How would you ask for the user to input files as arguments to be used (as many as they would like)? Also How would you print to a file?
scanf("%s", user_filename);
FILE *fp;
fp = fopen (user_filename, "r");
I have tried doing various things to it but I can only get it to take one file.
The easiest way to pass some file names to your C program is to pass them as arguments to your C program.
Arguments are passed to a C program using the parameters to main:
int main( int argc, char *argv[] )
{
...
}
The value argc indicates how many parameters there are, and argv[] is an array of string pointers containing the arguments. Note that the first argument at index 0 (the string pointed to by argv[0]) is the command name itself. The rest of the arguments passed to the command are in argv[1], argv[2], and so on.

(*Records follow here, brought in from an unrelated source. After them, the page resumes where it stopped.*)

//! Caravan API endpoints.

use axum::{
    extract::{Path, Query, State},
    Json,
};

use super::{respond, respond_deleted, respond_found, ApiResult, DeleteOutcome};
use crate::models::{Caravan, CaravanFilter, CreateCaravanRequest, UpdateCaravanRequest};
use crate::AppState;

/// GET /api/caravans - List caravans.
pub async fn list_caravans(
    State(state): State<AppState>,
    Query(filter): Query<CaravanFilter>,
) -> ApiResult<Vec<Caravan>> {
    let result = state.store.list_caravans(&filter).await;
    respond(&state, result).await
}

/// GET /api/caravans/{id} - Get a single caravan.
pub async fn get_caravan(
    State(state): State<AppState>,
    Path(id): Path<String>,
) -> ApiResult<Caravan> {
    let result = state.store.get_caravan(&id).await;
    respond_found(&state, result, &format!("Caravan {}", id)).await
}

/// POST /api/admin/caravans - Create a caravan.
pub async fn create_caravan(
    State(state): State<AppState>,
    Json(request): Json<CreateCaravanRequest>,
) -> ApiResult<Caravan> {
    let result = state.store.create_caravan(&request).await;
    respond(&state, result).await
}

/// PUT /api/admin/caravans/{id} - Update a caravan.
pub async fn update_caravan(
    State(state): State<AppState>,
    Path(id): Path<String>,
    Json(request): Json<UpdateCaravanRequest>,
) -> ApiResult<Caravan> {
    let result = state.store.update_caravan(&id, &request).await;
    respond(&state, result).await
}

/// DELETE /api/admin/caravans/{id} - Delete a caravan.
pub async fn delete_caravan(
    State(state): State<AppState>,
    Path(id): Path<String>,
) -> ApiResult<DeleteOutcome> {
    let result = state.store.delete_caravan(&id).await;
    respond_deleted(&state, id, result).await
}
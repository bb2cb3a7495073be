//! Declared sort indexes.
//!
//! Ordered queries are only served for `createdAt`, `updatedAt` and the
//! (collection, field) pairs listed here; each pair is backed by a partial
//! expression index created at startup.

use crate::models::collections;

/// Fields every collection can be ordered by, stored as real columns.
pub const BUILTIN_SORT_FIELDS: [(&str, &str); 2] =
    [("createdAt", "created_at"), ("updatedAt", "updated_at")];

/// (collection, JSON field) pairs with an expression index.
pub const DECLARED_INDEXES: &[(&str, &str)] = &[
    (collections::CARAVANS, "series"),
    (collections::CARAVANS, "featured"),
    (collections::CARAVANS, "price"),
    (collections::BLOGS, "lastUpdated"),
    (collections::BLOGS, "slug"),
    (collections::ARTICLES, "lastUpdated"),
    (collections::ARTICLES, "slug"),
    (collections::REVIEWS, "caravanId"),
    (collections::BOOKINGS, "caravanId"),
    (collections::NEWSLETTER_SUBSCRIBERS, "email"),
    (collections::DEALERS, "state"),
];

/// Column expression to sort on, or `None` when the field is not indexed.
pub fn sort_expression(collection: &str, field: &str) -> Option<String> {
    if let Some((_, column)) = BUILTIN_SORT_FIELDS.iter().find(|(name, _)| *name == field) {
        return Some((*column).to_string());
    }
    DECLARED_INDEXES
        .iter()
        .any(|(c, f)| *c == collection && *f == field)
        .then(|| json_path_expr(field))
}

/// `json_extract` over the document body. `field` must already be validated.
pub fn json_path_expr(field: &str) -> String {
    format!("json_extract(data, '$.{}')", field)
}

/// DDL for one declared index.
pub fn index_ddl(collection: &str, field: &str) -> String {
    format!(
        "CREATE INDEX IF NOT EXISTS idx_{c}_{f} ON documents ({expr}) WHERE collection = '{c}'",
        c = collection,
        f = field,
        expr = json_path_expr(field),
    )
}

/// Collection and field names: ASCII letters, digits and underscores only.
pub fn is_valid_name(name: &str) -> bool {
    !name.is_empty()
        && name.len() <= 64
        && name
            .chars()
            .all(|c| c.is_ascii_alphanumeric() || c == '_')
}
#[tokio::test]
async fn test_caravan_crud() {
    let fixture = TestFixture::new().await;
    let initial_revision = fixture.revision().await;

    // Create
    let (status, body) = fixture
        .post(
            "/api/admin/caravans",
            json!({
                "name": "Outback 21",
                "series": "Outback",
                "price": 89990,
                "berths": 4,
                "featured": true,
                "variants": [
                    { "name": "Off-grid pack", "priceDelta": 6500 },
                    { "name": "Trade-in credit", "priceDelta": -2000 }
                ]
            }),
        )
        .await;
    assert_eq!(status, 200);
    assert_eq!(body["success"], true);
    assert_eq!(body["revisionId"], initial_revision + 1);
    let id = body["data"]["id"].as_str().unwrap().to_string();
    assert!(body["data"]["createdAt"].is_string());
    assert!(body["data"]["updatedAt"].is_string());
    assert_eq!(body["data"]["priceRange"]["min"], 87990.0);
    assert_eq!(body["data"]["priceRange"]["max"], 96490.0);

    // Read
    let (status, body) = fixture.get(&format!("/api/caravans/{}", id)).await;
    assert_eq!(status, 200);
    assert_eq!(body["data"]["id"], id.as_str());
    assert_eq!(body["data"]["name"], "Outback 21");

    // Filtered list
    let (_, body) = fixture.get("/api/caravans?series=Outback&featured=true").await;
    assert_eq!(body["data"].as_array().unwrap().len(), 1);
    let (_, body) = fixture.get("/api/caravans?series=Touring").await;
    assert!(body["data"].as_array().unwrap().is_empty());

    // Update
    let (status, body) = fixture
        .put(
            &format!("/api/admin/caravans/{}", id),
            json!({ "price": 91990, "available": false }),
        )
        .await;
    assert_eq!(status, 200);
    assert_eq!(body["data"]["price"], 91990.0);
    assert_eq!(body["data"]["available"], false);
    assert_eq!(body["data"]["name"], "Outback 21");
    assert_eq!(body["revisionId"], initial_revision + 2);

    // Delete, twice
    let (status, body) = fixture.delete(&format!("/api/admin/caravans/{}", id)).await;
    assert_eq!(status, 200);
    assert_eq!(body["data"]["deleted"], true);
    assert_eq!(body["revisionId"], initial_revision + 3);

    let (status, body) = fixture.delete(&format!("/api/admin/caravans/{}", id)).await;
    assert_eq!(status, 200);
    assert_eq!(body["data"]["deleted"], false);
    assert_eq!(body["revisionId"], initial_revision + 3);

    let (status, body) = fixture.get(&format!("/api/caravans/{}", id)).await;
    assert_eq!(status, 404);
    assert_eq!(body["error"]["code"], "NOT_FOUND");
}

#[tokio::test]
async fn test_validation_errors() {
    let fixture = TestFixture::new().await;
    let initial_revision = fixture.revision().await;

    let (status, body) = fixture
        .post("/api/admin/caravans", json!({ "name": " ", "price": 100 }))
        .await;
    assert_eq!(status, 400);
    assert_eq!(body["error"]["code"], "VALIDATION_ERROR");

    let (status, _) = fixture
        .post("/api/admin/caravans", json!({ "name": "Negative", "price": -5 }))
        .await;
    assert_eq!(status, 400);

    let (status, _) = fixture
        .put("/api/admin/caravans/missing", json!({ "name": "Ghost" }))
        .await;
    assert_eq!(status, 404);

    // Nothing was written
    assert_eq!(fixture.revision().await, initial_revision);
}

#[tokio::test]
async fn test_blog_slugs_and_paged_listing() {
    let fixture = TestFixture::new().await;

    let (status, body) = fixture
        .post(
            "/api/admin/blogs",
            json!({ "title": "Hello, World! A Trip", "tags": ["Travel"], "popular": true }),
        )
        .await;
    assert_eq!(status, 200);
    assert_eq!(body["data"]["slug"], "hello-world-a-trip");
    assert!(body["data"]["lastUpdated"].is_string());

    let (_, body) = fixture
        .post("/api/admin/blogs", json!({ "title": "Hello World a trip" }))
        .await;
    assert_eq!(body["data"]["slug"], "hello-world-a-trip-2");

    for i in 0..11 {
        let tags = if i % 3 == 0 { json!(["Coffee"]) } else { json!(["tips"]) };
        let (status, _) = fixture
            .post(
                "/api/admin/blogs",
                json!({ "title": format!("Post {}", i), "tags": tags }),
            )
            .await;
        assert_eq!(status, 200);
    }

    // 13 posts in pages of 6
    let (_, body) = fixture.get("/api/blogs").await;
    assert_eq!(body["data"]["totalItems"], 13);
    assert_eq!(body["data"]["totalPages"], 3);
    assert_eq!(body["data"]["pageSize"], 6);
    assert_eq!(body["data"]["items"].as_array().unwrap().len(), 6);
    assert_eq!(body["data"]["items"][0]["title"], "Post 10");

    let (_, body) = fixture.get("/api/blogs?page=3").await;
    assert_eq!(body["data"]["items"].as_array().unwrap().len(), 1);

    let (_, body) = fixture.get("/api/blogs?page=99").await;
    assert_eq!(body["data"]["page"], 3);
    let (_, body) = fixture.get("/api/blogs?page=0").await;
    assert_eq!(body["data"]["page"], 1);

    // Oldest first puts the first post on top
    let (_, body) = fixture.get("/api/blogs?sort=oldest").await;
    assert_eq!(body["data"]["items"][0]["slug"], "hello-world-a-trip");

    // Category filtering
    let (_, body) = fixture.get("/api/blogs?category=Coffee").await;
    assert_eq!(body["data"]["totalItems"], 4);
    let (_, body) = fixture.get("/api/blogs?category=Travel%20Tips").await;
    assert_eq!(body["data"]["totalItems"], 8);
    let (_, body) = fixture.get("/api/blogs?category=All").await;
    assert_eq!(body["data"]["totalItems"], 13);

    // Slug lookup and popular
    let (status, body) = fixture.get("/api/blogs/hello-world-a-trip-2").await;
    assert_eq!(status, 200);
    assert_eq!(body["data"]["title"], "Hello World a trip");

    let (_, body) = fixture.get("/api/blogs/popular").await;
    assert_eq!(body["data"].as_array().unwrap().len(), 1);

    // Articles are a separate feed
    let (_, body) = fixture.get("/api/articles").await;
    assert_eq!(body["data"]["totalItems"], 0);
    assert_eq!(body["data"]["totalPages"], 1);

    let (status, _) = fixture.get("/api/articles/hello-world-a-trip").await;
    assert_eq!(status, 404);
}
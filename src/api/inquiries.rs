//! Inquiry API endpoints for all six inquiry kinds.

use axum::{
    extract::{Path, Query, State},
    Json,
};

use super::{current_revision, error, respond, respond_deleted, respond_found, ApiResult, DeleteOutcome};
use crate::errors::AppError;
use crate::models::{
    Inquiry, InquiryFilter, InquiryKind, InquiryStats, StatusUpdateRequest, SubmitInquiryRequest,
};
use crate::AppState;

fn parse_kind(raw: &str) -> Result<InquiryKind, AppError> {
    InquiryKind::parse(raw)
        .ok_or_else(|| AppError::NotFound(format!("Unknown inquiry kind: {}", raw)))
}

/// POST /api/inquiries/{kind} - Submit a public form.
pub async fn submit_inquiry(
    State(state): State<AppState>,
    Path(kind): Path<String>,
    Json(request): Json<SubmitInquiryRequest>,
) -> ApiResult<Inquiry> {
    let kind = match parse_kind(&kind) {
        Ok(kind) => kind,
        Err(e) => return error(e, current_revision(&state).await),
    };

    let result = state.store.submit_inquiry(kind, &request).await;
    respond(&state, result).await
}

/// GET /api/admin/inquiries/{kind}?status&q - List inquiries of one kind.
pub async fn list_inquiries(
    State(state): State<AppState>,
    Path(kind): Path<String>,
    Query(filter): Query<InquiryFilter>,
) -> ApiResult<Vec<Inquiry>> {
    let result = match parse_kind(&kind) {
        Ok(kind) => state.store.list_inquiries(kind, &filter).await,
        Err(e) => Err(e),
    };
    respond(&state, result).await
}

/// GET /api/admin/inquiries/{kind}/stats - Counts per status.
pub async fn inquiry_stats(
    State(state): State<AppState>,
    Path(kind): Path<String>,
) -> ApiResult<InquiryStats> {
    let result = match parse_kind(&kind) {
        Ok(kind) => state.store.inquiry_stats(kind).await,
        Err(e) => Err(e),
    };
    respond(&state, result).await
}

/// GET /api/admin/inquiries/{kind}/{id} - A single inquiry.
pub async fn get_inquiry(
    State(state): State<AppState>,
    Path((kind, id)): Path<(String, String)>,
) -> ApiResult<Inquiry> {
    let result = match parse_kind(&kind) {
        Ok(kind) => state.store.get_inquiry(kind, &id).await,
        Err(e) => Err(e),
    };
    respond_found(&state, result, &format!("Inquiry {}", id)).await
}

/// PUT /api/admin/inquiries/{kind}/{id}/status - Move an inquiry along its workflow.
pub async fn update_inquiry_status(
    State(state): State<AppState>,
    Path((kind, id)): Path<(String, String)>,
    Json(request): Json<StatusUpdateRequest>,
) -> ApiResult<Inquiry> {
    let result = match parse_kind(&kind) {
        Ok(kind) => {
            state
                .store
                .update_inquiry_status(kind, &id, &request.status)
                .await
        }
        Err(e) => Err(e),
    };
    respond(&state, result).await
}

/// DELETE /api/admin/inquiries/{kind}/{id} - Delete an inquiry.
pub async fn delete_inquiry(
    State(state): State<AppState>,
    Path((kind, id)): Path<(String, String)>,
) -> ApiResult<DeleteOutcome> {
    let result = match parse_kind(&kind) {
        Ok(kind) => state.store.delete_inquiry(kind, &id).await,
        Err(e) => Err(e),
    };
    respond_deleted(&state, id, result).await
}
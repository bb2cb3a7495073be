//! Revision info for change detection.

use serde::{Deserialize, Serialize};

/// Current write revision. Clients compare it to decide whether to refetch.
#[derive(Debug, Clone, Serialize, Deserialize)]
#[serde(rename_all = "camelCase")]
pub struct RevisionInfo {
    pub project_id: String,
    pub revision_id: i64,
    pub generated_at: String,
}
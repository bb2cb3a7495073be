//! Tolerant date values.
//!
//! Hand-entered documents carry their dates as timestamp objects, ISO strings,
//! plain calendar dates or not at all. `DateValue` is the one place that
//! interprets those shapes; everything downstream asks for a `DateTime<Utc>`.

use chrono::{DateTime, NaiveDate, NaiveDateTime, TimeZone, Utc};
use serde::{Deserialize, Deserializer, Serialize};
use serde_json::{Map, Value};

/// Recency fields in the order they are consulted.
pub const RECENCY_FIELDS: [&str; 3] = ["lastUpdated", "createdAt", "date"];

/// Seconds/nanoseconds pair as exported by document databases.
#[derive(Debug, Clone, Copy, PartialEq, Eq, Serialize, Deserialize)]
pub struct TimestampObject {
    #[serde(alias = "_seconds")]
    pub seconds: i64,
    #[serde(default, alias = "_nanoseconds")]
    pub nanoseconds: u32,
}

/// A date-bearing field value.
#[derive(Debug, Clone, PartialEq, Serialize, Deserialize)]
#[serde(untagged)]
pub enum DateValue {
    Timestamp(TimestampObject),
    Text(String),
}

impl DateValue {
    /// Interpret a raw JSON value; anything that is neither a timestamp object
    /// nor a string yields `None`.
    pub fn from_value(value: &Value) -> Option<Self> {
        match value {
            Value::Object(_) => serde_json::from_value(value.clone()).ok(),
            Value::String(s) => Some(DateValue::Text(s.clone())),
            _ => None,
        }
    }

    /// Resolve to a UTC instant. Strings are tried as RFC 3339, then as a
    /// naive `YYYY-MM-DDTHH:MM:SS` (taken as UTC), then as `YYYY-MM-DD`.
    pub fn to_datetime(&self) -> Option<DateTime<Utc>> {
        match self {
            DateValue::Timestamp(ts) => Utc.timestamp_opt(ts.seconds, ts.nanoseconds).single(),
            DateValue::Text(raw) => parse_date_text(raw.trim()),
        }
    }
}

fn parse_date_text(s: &str) -> Option<DateTime<Utc>> {
    if s.is_empty() {
        return None;
    }
    if let Ok(dt) = DateTime::parse_from_rfc3339(s) {
        return Some(dt.with_timezone(&Utc));
    }
    if let Ok(naive) = NaiveDateTime::parse_from_str(s, "%Y-%m-%dT%H:%M:%S%.f") {
        return Some(naive.and_utc());
    }
    NaiveDate::parse_from_str(s, "%Y-%m-%d")
        .ok()
        .and_then(|d| d.and_hms_opt(0, 0, 0))
        .map(|naive| naive.and_utc())
}

/// Serde helper: read an optional date field without failing the whole
/// document when the stored value has an unexpected shape.
pub fn lenient<'de, D>(deserializer: D) -> Result<Option<DateValue>, D::Error>
where
    D: Deserializer<'de>,
{
    let raw = Option::<Value>::deserialize(deserializer)?;
    Ok(raw.as_ref().and_then(DateValue::from_value))
}

/// First interpretable date among `fields`, or the Unix epoch.
pub fn sort_date(data: &Map<String, Value>, fields: &[&str]) -> DateTime<Utc> {
    fields
        .iter()
        .filter_map(|field| data.get(*field))
        .filter_map(DateValue::from_value)
        .find_map(|value| value.to_datetime())
        .unwrap_or(DateTime::<Utc>::UNIX_EPOCH)
}

/// Same priority rule over already-typed optional values.
pub fn first_date(candidates: &[Option<&DateValue>]) -> DateTime<Utc> {
    candidates
        .iter()
        .flatten()
        .find_map(|value| value.to_datetime())
        .unwrap_or(DateTime::<Utc>::UNIX_EPOCH)
}

#[cfg(test)]
mod tests {
    use super::*;
    use serde_json::json;

    fn obj(value: Value) -> Map<String, Value> {
        value.as_object().cloned().unwrap()
    }

    #[test]
    fn test_timestamp_object_shapes() {
        let plain = DateValue::from_value(&json!({ "seconds": 86400, "nanoseconds": 5 })).unwrap();
        let underscored = DateValue::from_value(&json!({ "_seconds": 86400 })).unwrap();

        assert_eq!(
            plain.to_datetime().unwrap(),
            Utc.timestamp_opt(86400, 5).unwrap()
        );
        assert_eq!(
            underscored.to_datetime().unwrap(),
            Utc.timestamp_opt(86400, 0).unwrap()
        );
    }

    #[test]
    fn test_text_representations() {
        let rfc = DateValue::Text("2024-03-01T10:00:00+10:00".to_string());
        let naive = DateValue::Text("2024-03-01T00:00:00".to_string());
        let day = DateValue::Text("2024-03-01".to_string());

        assert_eq!(
            rfc.to_datetime().unwrap(),
            Utc.with_ymd_and_hms(2024, 3, 1, 0, 0, 0).unwrap()
        );
        assert_eq!(naive.to_datetime(), day.to_datetime());
        assert!(DateValue::Text("March 2024".to_string())
            .to_datetime()
            .is_none());
    }

    #[test]
    fn test_non_date_values_are_ignored() {
        assert!(DateValue::from_value(&json!(12345)).is_none());
        assert!(DateValue::from_value(&json!(true)).is_none());
        assert!(DateValue::from_value(&json!({ "when": "today" })).is_none());
    }

    #[test]
    fn test_sort_date_field_priority() {
        let doc = obj(json!({
            "lastUpdated": "2024-05-01T00:00:00Z",
            "createdAt": "2023-01-01T00:00:00Z",
            "date": "2020-01-01"
        }));
        assert_eq!(
            sort_date(&doc, &RECENCY_FIELDS),
            Utc.with_ymd_and_hms(2024, 5, 1, 0, 0, 0).unwrap()
        );

        let no_last_updated = obj(json!({
            "createdAt": { "seconds": 1_700_000_000 },
            "date": "2020-01-01"
        }));
        assert_eq!(
            sort_date(&no_last_updated, &RECENCY_FIELDS),
            Utc.timestamp_opt(1_700_000_000, 0).unwrap()
        );

        let only_date = obj(json!({ "date": "2020-01-01" }));
        assert_eq!(
            sort_date(&only_date, &RECENCY_FIELDS),
            Utc.with_ymd_and_hms(2020, 1, 1, 0, 0, 0).unwrap()
        );
    }

    #[test]
    fn test_unparseable_field_falls_through() {
        let doc = obj(json!({ "lastUpdated": "soon", "createdAt": "2022-02-02" }));
        assert_eq!(
            sort_date(&doc, &RECENCY_FIELDS),
            Utc.with_ymd_and_hms(2022, 2, 2, 0, 0, 0).unwrap()
        );
    }

    #[test]
    fn test_missing_everything_is_epoch() {
        let doc = obj(json!({ "title": "undated" }));
        assert_eq!(sort_date(&doc, &RECENCY_FIELDS), DateTime::<Utc>::UNIX_EPOCH);
        assert_eq!(first_date(&[None, None]), DateTime::<Utc>::UNIX_EPOCH);
    }

    #[test]
    fn test_lenient_field_deserialization() {
        #[derive(Deserialize)]
        struct Holder {
            #[serde(default, deserialize_with = "lenient")]
            date: Option<DateValue>,
        }

        let bad: Holder = serde_json::from_value(json!({ "date": 42 })).unwrap();
        assert!(bad.date.is_none());

        let missing: Holder = serde_json::from_value(json!({})).unwrap();
        assert!(missing.date.is_none());

        let good: Holder = serde_json::from_value(json!({ "date": "2024-01-01" })).unwrap();
        assert_eq!(good.date, Some(DateValue::Text("2024-01-01".to_string())));
    }
}
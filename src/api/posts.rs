//! Blog and article API endpoints. Both feeds share these handlers; the
//! routes bind each handler to its feed.

use axum::{
    extract::{Path, Query, State},
    routing::get,
    Json, Router,
};
use serde::Deserialize;

use super::{respond, respond_deleted, respond_found, ApiResult, DeleteOutcome};
use crate::listing::{list_view, ListParams, Page};
use crate::models::{CreatePostRequest, Post, PostFeed, UpdatePostRequest};
use crate::AppState;

#[derive(Debug, Default, Deserialize)]
pub struct PopularParams {
    #[serde(default)]
    pub limit: Option<usize>,
}

/// Public read routes for one feed under `/api/{collection}`.
pub fn post_routes(router: Router<AppState>, feed: PostFeed) -> Router<AppState> {
    let base = format!("/api/{}", feed.collection());
    router
        .route(
            &base,
            get(move |state: State<AppState>, params: Query<ListParams>| {
                list_posts(state, feed, params)
            }),
        )
        .route(
            &format!("{}/popular", base),
            get(move |state: State<AppState>, params: Query<PopularParams>| {
                popular_posts(state, feed, params)
            }),
        )
        .route(
            &format!("{}/{{slug}}", base),
            get(move |state: State<AppState>, slug: Path<String>| {
                get_post_by_slug(state, feed, slug)
            }),
        )
}

/// Admin write routes for one feed under `/{collection}`, nested below `/api/admin`.
pub fn admin_post_routes(router: Router<AppState>, feed: PostFeed) -> Router<AppState> {
    let base = format!("/{}", feed.collection());
    router
        .route(
            &base,
            axum::routing::post(
                move |state: State<AppState>, request: Json<CreatePostRequest>| {
                    create_post(state, feed, request)
                },
            ),
        )
        .route(
            &format!("{}/{{id}}", base),
            axum::routing::put(
                move |state: State<AppState>, id: Path<String>, request: Json<UpdatePostRequest>| {
                    update_post(state, feed, id, request)
                },
            )
            .delete(move |state: State<AppState>, id: Path<String>| {
                delete_post(state, feed, id)
            }),
        )
}

/// GET /api/{blogs|articles}?category&sort&page - One page of posts.
pub async fn list_posts(
    State(state): State<AppState>,
    feed: PostFeed,
    Query(params): Query<ListParams>,
) -> ApiResult<Page<Post>> {
    let result = state
        .store
        .list_posts(feed)
        .await
        .map(|posts| list_view(posts, &params));
    respond(&state, result).await
}

/// GET /api/{blogs|articles}/popular - Posts flagged popular.
pub async fn popular_posts(
    State(state): State<AppState>,
    feed: PostFeed,
    Query(params): Query<PopularParams>,
) -> ApiResult<Vec<Post>> {
    let result = state.store.list_popular_posts(feed, params.limit).await;
    respond(&state, result).await
}

/// GET /api/{blogs|articles}/{slug} - A single post by slug.
pub async fn get_post_by_slug(
    State(state): State<AppState>,
    feed: PostFeed,
    Path(slug): Path<String>,
) -> ApiResult<Post> {
    let result = state.store.get_post_by_slug(feed, &slug).await;
    respond_found(&state, result, &format!("{} {}", feed.label(), slug)).await
}

/// POST /api/admin/{blogs|articles} - Create a post.
pub async fn create_post(
    State(state): State<AppState>,
    feed: PostFeed,
    Json(request): Json<CreatePostRequest>,
) -> ApiResult<Post> {
    let result = state.store.create_post(feed, &request).await;
    respond(&state, result).await
}

/// PUT /api/admin/{blogs|articles}/{id} - Update a post.
pub async fn update_post(
    State(state): State<AppState>,
    feed: PostFeed,
    Path(id): Path<String>,
    Json(request): Json<UpdatePostRequest>,
) -> ApiResult<Post> {
    let result = state.store.update_post(feed, &id, &request).await;
    respond(&state, result).await
}

/// DELETE /api/admin/{blogs|articles}/{id} - Delete a post.
pub async fn delete_post(
    State(state): State<AppState>,
    feed: PostFeed,
    Path(id): Path<String>,
) -> ApiResult<DeleteOutcome> {
    let result = state.store.delete_post(feed, &id).await;
    respond_deleted(&state, id, result).await
}
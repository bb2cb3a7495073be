//! Newsletter subscriber operations.

use super::fallback::list_recent;
use super::store::DocumentStore;
use crate::errors::AppError;
use crate::models::{
    collections, to_object, typed_listing, SubscribeOutcome, SubscribeRequest, Subscriber,
};

const SORT_CHAIN: [&str; 1] = ["createdAt"];

impl DocumentStore {
    // ==================== NEWSLETTER OPERATIONS ====================

    /// Subscribe an email address. Subscribing twice returns the existing
    /// record and writes nothing.
    pub async fn subscribe(&self, request: &SubscribeRequest) -> Result<SubscribeOutcome, AppError> {
        let request = request.normalized()?;

        if let Some(existing) = self
            .find_one(
                collections::NEWSLETTER_SUBSCRIBERS,
                "email",
                request.email.as_str(),
            )
            .await?
        {
            tracing::debug!("{} already subscribed", request.email);
            return Ok(SubscribeOutcome {
                subscriber: existing.into_typed()?,
                already_subscribed: true,
            });
        }

        let document = self
            .create(collections::NEWSLETTER_SUBSCRIBERS, to_object(&request)?)
            .await?;
        Ok(SubscribeOutcome {
            subscriber: document.into_typed()?,
            already_subscribed: false,
        })
    }

    pub async fn list_subscribers(&self) -> Result<Vec<Subscriber>, AppError> {
        let documents = list_recent(
            self,
            collections::NEWSLETTER_SUBSCRIBERS,
            Vec::new(),
            &SORT_CHAIN,
            None,
        )
        .await?;
        Ok(typed_listing(documents))
    }

    pub async fn delete_subscriber(&self, id: &str) -> Result<bool, AppError> {
        self.delete(collections::NEWSLETTER_SUBSCRIBERS, id).await
    }
}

If you compile your program and call it like this:
my_prog foo.txt bar.txt bah.txt
Then the value of argc will be 4 (remember it includes the command) and the argv values will be:
argv[0] points to "my_prog"
argv[1] points to "foo.txt"
argv[2] points to "bar.txt"
argv[3] points to "bah.txt"
In your program then, you only need to check argc for how many parameters there are. If argv > 1, then you have at least one parameter starting at argv[1]:
int main( int argc, char *argv[] )
{
int i;
FILE *fp;
// If there are no command line parameters, complain and exit
//
if ( argc < 2 )
{
fprintf( stderr, "Usage: %s some_file_names\n", argv[0] );
return 1; // This exits the program, but you might choose to continue processing
// the other files.
}
for ( i = 1; i < argc; i++ )
{
if ( (fp = fopen(argv[i], "r")) == NULL )
{
fprintf( stderr, "%s: Gah! I could not open file named %s!\n", argv[0], argv[i] );
return 2;
}
// Do some stuff with file named argv[i], file pointer fp
...
fclose( fp );
}
return 0;
}
This is just one of several different ways to do it (functionally and stylistically), depending upon how you need to process the files.